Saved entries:
::::

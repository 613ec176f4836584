use tracing::debug;

use civitas_core::CommunityId;
use civitas_events::{Event, OutboxRecord};
use civitas_infra::idempotency::{Effect, insert_once, transition};
use civitas_infra::policy::{self, Policy, PolicyContext, Projection};
use civitas_infra::{PolicyError, StoreResult, Transaction};

use crate::events::{CommunityCreated, CommunityJoined, ThreadCreated, ThreadDeleted};
use crate::model::{COMMUNITY_STATS, COMMUNITY_STATS_INDEX, CommunityStats, Seen};

/// Member and thread counts per community.
///
/// Counters only move when the matching index row is inserted for the first
/// time, so replaying a record leaves them unchanged. Rebuilding truncates
/// both tables and replays from the first outbox record.
#[derive(Debug, Default)]
pub struct CommunityStatsProjection;

impl CommunityStatsProjection {
    pub const NAME: &'static str = "CommunityStats";
}

#[derive(Clone, Copy)]
enum Change {
    Member,
    ThreadAdded,
    ThreadRemoved,
}

fn bump(tx: &mut dyn Transaction, community_id: CommunityId, change: Change) -> StoreResult<Effect> {
    transition(tx, COMMUNITY_STATS, &community_id.to_string(), |current| {
        let mut stats = current
            .cloned()
            .unwrap_or_else(|| CommunityStats::empty(community_id));
        match change {
            Change::Member => stats.members += 1,
            Change::ThreadAdded => stats.threads += 1,
            Change::ThreadRemoved => stats.threads = stats.threads.saturating_sub(1),
        }
        Some(stats)
    })
}

fn first_time(tx: &mut dyn Transaction, key: &str) -> StoreResult<bool> {
    Ok(insert_once(tx, COMMUNITY_STATS_INDEX, key, &Seen {})?.applied())
}

impl Policy for CommunityStatsProjection {
    fn name(&self) -> &'static str {
        Self::NAME
    }

    fn inputs(&self) -> &'static [&'static str] {
        &[
            CommunityCreated::NAME,
            CommunityJoined::NAME,
            ThreadCreated::NAME,
            ThreadDeleted::NAME,
        ]
    }

    fn handle(&self, ctx: &mut PolicyContext<'_>, record: &OutboxRecord) -> Result<(), PolicyError> {
        let tx = ctx.tx();
        match record.name() {
            CommunityCreated::NAME => {
                let event: CommunityCreated = policy::decode(record)?;
                transition(tx, COMMUNITY_STATS, &event.community_id.to_string(), |current| match current {
                    Some(_) => None,
                    None => Some(CommunityStats::empty(event.community_id)),
                })?;
            }
            CommunityJoined::NAME => {
                let event: CommunityJoined = policy::decode(record)?;
                if first_time(tx, &format!("member/{}/{}", event.community_id, event.user_id))? {
                    bump(tx, event.community_id, Change::Member)?;
                }
            }
            ThreadCreated::NAME => {
                let event: ThreadCreated = policy::decode(record)?;
                if first_time(tx, &format!("thread/{}", event.thread_id))? {
                    bump(tx, event.community_id, Change::ThreadAdded)?;
                }
            }
            ThreadDeleted::NAME => {
                let event: ThreadDeleted = policy::decode(record)?;
                if first_time(tx, &format!("deleted/{}", event.thread_id))? {
                    bump(tx, event.community_id, Change::ThreadRemoved)?;
                }
            }
            other => debug!(event = other, "ignored by community stats"),
        }
        Ok(())
    }
}

impl Projection for CommunityStatsProjection {
    fn tables(&self) -> &'static [&'static str] {
        &["community_stats", "community_stats_index"]
    }
}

::::

| WHAT TO PRODUCE |
Your answer should be one number: how many lines above include the word "ThreadAdded".

| TASK RESPONSE |
3